- **Work required**
With the string "metadata" as the filter, copy each matching line from the records.

━━━ Data for review ━━━

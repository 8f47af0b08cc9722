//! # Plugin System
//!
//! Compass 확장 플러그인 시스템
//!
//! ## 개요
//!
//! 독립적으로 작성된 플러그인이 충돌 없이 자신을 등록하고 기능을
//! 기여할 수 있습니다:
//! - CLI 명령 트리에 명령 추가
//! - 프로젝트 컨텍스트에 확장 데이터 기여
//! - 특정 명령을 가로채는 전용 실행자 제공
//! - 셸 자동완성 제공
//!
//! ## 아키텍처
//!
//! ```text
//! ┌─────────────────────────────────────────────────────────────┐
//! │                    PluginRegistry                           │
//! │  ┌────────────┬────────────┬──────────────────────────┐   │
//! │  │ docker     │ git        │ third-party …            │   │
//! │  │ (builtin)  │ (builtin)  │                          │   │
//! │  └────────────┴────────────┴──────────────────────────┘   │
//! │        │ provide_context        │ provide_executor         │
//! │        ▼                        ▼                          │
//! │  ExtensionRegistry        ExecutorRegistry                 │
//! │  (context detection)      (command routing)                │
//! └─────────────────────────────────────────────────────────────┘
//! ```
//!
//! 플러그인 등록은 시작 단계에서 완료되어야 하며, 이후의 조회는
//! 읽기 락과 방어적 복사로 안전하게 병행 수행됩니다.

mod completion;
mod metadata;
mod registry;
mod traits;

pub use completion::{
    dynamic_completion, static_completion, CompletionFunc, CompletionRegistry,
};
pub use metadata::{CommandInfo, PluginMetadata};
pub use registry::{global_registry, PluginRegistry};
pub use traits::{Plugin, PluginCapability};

━━━
━━━ Data for review ━━━

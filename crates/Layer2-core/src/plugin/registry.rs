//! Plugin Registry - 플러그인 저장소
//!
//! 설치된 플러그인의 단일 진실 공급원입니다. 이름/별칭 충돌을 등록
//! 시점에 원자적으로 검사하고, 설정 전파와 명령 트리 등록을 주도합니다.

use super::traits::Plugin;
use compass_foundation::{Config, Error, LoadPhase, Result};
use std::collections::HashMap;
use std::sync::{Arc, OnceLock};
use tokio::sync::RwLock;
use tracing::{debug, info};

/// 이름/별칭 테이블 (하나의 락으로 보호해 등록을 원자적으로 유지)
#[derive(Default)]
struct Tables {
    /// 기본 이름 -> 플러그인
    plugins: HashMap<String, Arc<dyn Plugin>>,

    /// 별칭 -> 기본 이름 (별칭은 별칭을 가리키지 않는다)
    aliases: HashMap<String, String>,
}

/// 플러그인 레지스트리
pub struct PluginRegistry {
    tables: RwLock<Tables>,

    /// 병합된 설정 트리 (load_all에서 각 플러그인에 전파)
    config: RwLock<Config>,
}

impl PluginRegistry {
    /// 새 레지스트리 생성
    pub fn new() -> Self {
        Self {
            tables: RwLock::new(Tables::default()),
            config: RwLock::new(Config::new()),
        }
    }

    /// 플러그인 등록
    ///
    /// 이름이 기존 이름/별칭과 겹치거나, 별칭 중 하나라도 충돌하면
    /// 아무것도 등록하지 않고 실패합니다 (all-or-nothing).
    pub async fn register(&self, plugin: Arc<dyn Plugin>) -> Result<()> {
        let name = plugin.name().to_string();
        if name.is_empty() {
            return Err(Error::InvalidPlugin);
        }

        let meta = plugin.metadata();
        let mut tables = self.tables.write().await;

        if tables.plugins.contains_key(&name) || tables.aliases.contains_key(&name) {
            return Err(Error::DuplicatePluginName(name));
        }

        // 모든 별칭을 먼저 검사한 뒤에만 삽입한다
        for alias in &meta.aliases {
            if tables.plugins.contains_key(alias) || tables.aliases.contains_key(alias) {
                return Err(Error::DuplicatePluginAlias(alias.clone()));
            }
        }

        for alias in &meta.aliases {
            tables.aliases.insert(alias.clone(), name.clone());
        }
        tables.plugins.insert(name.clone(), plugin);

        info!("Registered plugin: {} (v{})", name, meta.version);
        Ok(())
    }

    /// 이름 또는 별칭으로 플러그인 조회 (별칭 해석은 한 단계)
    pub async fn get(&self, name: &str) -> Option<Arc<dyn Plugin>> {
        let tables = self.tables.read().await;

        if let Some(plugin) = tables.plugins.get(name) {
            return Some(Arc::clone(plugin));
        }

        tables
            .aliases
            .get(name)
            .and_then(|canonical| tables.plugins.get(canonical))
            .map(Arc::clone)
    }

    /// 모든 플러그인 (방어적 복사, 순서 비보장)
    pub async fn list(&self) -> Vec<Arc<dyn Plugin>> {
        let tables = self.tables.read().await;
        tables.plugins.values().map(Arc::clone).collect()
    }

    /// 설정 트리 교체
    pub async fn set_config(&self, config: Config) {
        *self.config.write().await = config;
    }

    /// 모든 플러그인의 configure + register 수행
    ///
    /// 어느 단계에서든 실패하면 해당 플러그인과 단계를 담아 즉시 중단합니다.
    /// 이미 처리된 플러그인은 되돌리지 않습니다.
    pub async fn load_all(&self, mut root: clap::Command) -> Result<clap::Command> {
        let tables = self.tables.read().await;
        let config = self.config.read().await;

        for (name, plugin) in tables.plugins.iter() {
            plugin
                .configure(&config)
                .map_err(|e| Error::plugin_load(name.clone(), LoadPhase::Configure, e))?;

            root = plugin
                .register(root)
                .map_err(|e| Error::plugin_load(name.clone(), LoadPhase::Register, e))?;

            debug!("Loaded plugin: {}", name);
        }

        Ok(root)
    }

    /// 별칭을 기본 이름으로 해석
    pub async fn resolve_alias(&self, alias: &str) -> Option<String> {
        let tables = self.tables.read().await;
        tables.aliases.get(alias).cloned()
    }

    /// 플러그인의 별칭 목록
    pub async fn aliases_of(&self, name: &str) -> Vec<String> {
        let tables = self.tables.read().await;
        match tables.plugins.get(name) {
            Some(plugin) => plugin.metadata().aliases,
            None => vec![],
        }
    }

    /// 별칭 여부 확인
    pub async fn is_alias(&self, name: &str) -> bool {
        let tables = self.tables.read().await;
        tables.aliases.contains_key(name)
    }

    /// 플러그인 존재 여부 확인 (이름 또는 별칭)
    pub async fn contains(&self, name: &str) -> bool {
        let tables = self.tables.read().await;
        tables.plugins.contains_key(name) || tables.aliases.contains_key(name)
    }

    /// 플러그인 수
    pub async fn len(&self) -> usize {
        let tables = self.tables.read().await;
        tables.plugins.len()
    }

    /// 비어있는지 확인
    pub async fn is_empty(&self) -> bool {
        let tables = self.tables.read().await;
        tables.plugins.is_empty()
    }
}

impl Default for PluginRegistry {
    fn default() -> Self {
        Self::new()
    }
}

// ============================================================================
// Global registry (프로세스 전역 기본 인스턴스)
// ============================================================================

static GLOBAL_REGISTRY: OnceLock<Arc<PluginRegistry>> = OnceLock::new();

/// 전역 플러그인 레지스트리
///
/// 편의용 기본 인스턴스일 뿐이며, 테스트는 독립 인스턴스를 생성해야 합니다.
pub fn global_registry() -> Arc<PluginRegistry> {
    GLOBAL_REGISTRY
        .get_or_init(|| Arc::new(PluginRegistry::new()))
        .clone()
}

━━━

- **Exercise output**
mod metadata;
pub use metadata::{CommandInfo, PluginMetadata};
        let meta = plugin.metadata();
            Some(plugin) => plugin.metadata().aliases,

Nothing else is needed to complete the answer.